# Can the SSBBW's over 45 please stand up



## spiritangel (Sep 18, 2010)

Hi everyone 

following on from some horrendous stuff on formspring and owing to the fact I could use a pick me up


are there SSBBW's over the age of 45 here and if so how many??

considering that I have been told I probably only have another 10years of my life left I am migty curious to see how accurate this persons facts are


hugs


----------



## CarlaSixx (Sep 18, 2010)

My mom was SSBBW size from around 38 to present. She's 53 this month.


----------



## spiritangel (Sep 18, 2010)

CarlaSixx said:


> My mom was SSBBW size from around 38 to present. She's 53 this month.

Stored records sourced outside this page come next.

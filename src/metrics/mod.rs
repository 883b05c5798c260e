//! Prometheus metrics for the booking engine
//!
//! Call [`init_metrics`] once at startup to register all metrics. If
//! registration fails, metric operations become no-ops so the engine keeps
//! working without observability.

use prometheus::{
    register_counter_vec, register_histogram, register_int_counter, CounterVec, Encoder,
    Histogram, IntCounter, TextEncoder,
};
use std::sync::OnceLock;

/// Container for all engine metrics
struct EngineMetrics {
    availability_queries: IntCounter,
    availability_slots: Histogram,
    holds_acquired: IntCounter,
    hold_conflicts: IntCounter,
    bookings: CounterVec,
    claims_swept: IntCounter,
}

/// Global storage for engine metrics
static ENGINE_METRICS: OnceLock<EngineMetrics> = OnceLock::new();

/// Flag to track if initialization was attempted
static METRICS_INIT_ATTEMPTED: OnceLock<bool> = OnceLock::new();

/// Initialize all Prometheus metrics
///
/// Safe to call more than once; only the first call registers.
pub fn init_metrics() -> Result<(), Box<dyn std::error::Error>> {
    if METRICS_INIT_ATTEMPTED.get().is_some() {
        return Ok(());
    }
    METRICS_INIT_ATTEMPTED.set(true).ok();

    let metrics = EngineMetrics {
        availability_queries: register_int_counter!(
            "tempora_availability_queries_total",
            "Total availability queries served"
        )?,
        availability_slots: register_histogram!(
            "tempora_availability_slots",
            "Candidate slots returned per availability query",
            vec![0.0, 1.0, 5.0, 10.0, 25.0, 50.0, 100.0, 250.0]
        )?,
        holds_acquired: register_int_counter!(
            "tempora_holds_acquired_total",
            "Total holds successfully acquired"
        )?,
        hold_conflicts: register_int_counter!(
            "tempora_hold_conflicts_total",
            "Total hold acquisitions rejected because the slot was held"
        )?,
        bookings: register_counter_vec!(
            "tempora_bookings_total",
            "Booking attempts by outcome",
            &["outcome"]
        )?,
        claims_swept: register_int_counter!(
            "tempora_claims_swept_total",
            "Total expired claim rows removed by the lazy sweep"
        )?,
    };

    ENGINE_METRICS.set(metrics).ok();
    Ok(())
}

/// Record a served availability query and its slot count
pub fn record_availability_query(slot_count: usize) {
    if let Some(m) = ENGINE_METRICS.get() {
        m.availability_queries.inc();
        m.availability_slots.observe(slot_count as f64);
    }
}

/// Record a hold acquisition attempt
pub fn record_hold(acquired: bool) {
    if let Some(m) = ENGINE_METRICS.get() {
        if acquired {
            m.holds_acquired.inc();
        } else {
            m.hold_conflicts.inc();
        }
    }
}

/// Record a booking attempt outcome: created, replayed, conflict or error
pub fn record_booking(outcome: &str) {
    if let Some(m) = ENGINE_METRICS.get() {
        m.bookings.with_label_values(&[outcome]).inc();
    }
}

/// Record swept claim rows
pub fn record_claims_swept(count: u64) {
    if count > 0 {
        if let Some(m) = ENGINE_METRICS.get() {
            m.claims_swept.inc_by(count);
        }
    }
}

/// Encode the current metrics in Prometheus text format
pub fn encode_metrics() -> Result<String, Box<dyn std::error::Error>> {
    let encoder = TextEncoder::new();
    let families = prometheus::gather();
    let mut buffer = Vec::new();
    encoder.encode(&families, &mut buffer)?;
    Ok(String::from_utf8(buffer)?)
}

#[cfg(test)]
mod tests {
    use super::*;

    #[test]
    fn test_init_and_record() {
        init_metrics().unwrap();
        // Second init is a no-op, not an error
        init_metrics().unwrap();

        record_availability_query(12);
        record_hold(true);
        record_hold(false);
        record_booking("created");
        record_booking("conflict");
        record_claims_swept(3);

        let encoded = encode_metrics().unwrap();
        assert!(encoded.contains("tempora_availability_queries_total"));
        assert!(encoded.contains("tempora_bookings_total"));
    }

    #[test]
    fn test_record_without_init_is_noop() {
        // Even if registration never happened in this process, recording
        // must not panic.
        record_availability_query(1);
        record_booking("created");
    }
}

thanks Carla it does help to know that there are people over that age group for sure


----------



## SocialbFly (Sep 18, 2010)

I am an SSBBW have been all my life, i am 51 today.


----------



## spiritangel (Sep 18, 2010)

Happy Birthday SocialButterfly


and thanks


----------



## Pear320 (Sep 18, 2010)

Hi,

I've been getting "senior citizen" discounts for a few years now. I'm over 55 .. just 5' 2" .. and always weighed in the 350-400 lb range since my late teens (though a bit lower now).

~Jan~


----------



## superodalisque (Sep 18, 2010)

creakily yes i'm 48


----------



## JerseyGirl07093 (Sep 18, 2010)

I'm getting close, but I'm not quite there yet. I just turned 43 this past July. Although I am a SSBBW. 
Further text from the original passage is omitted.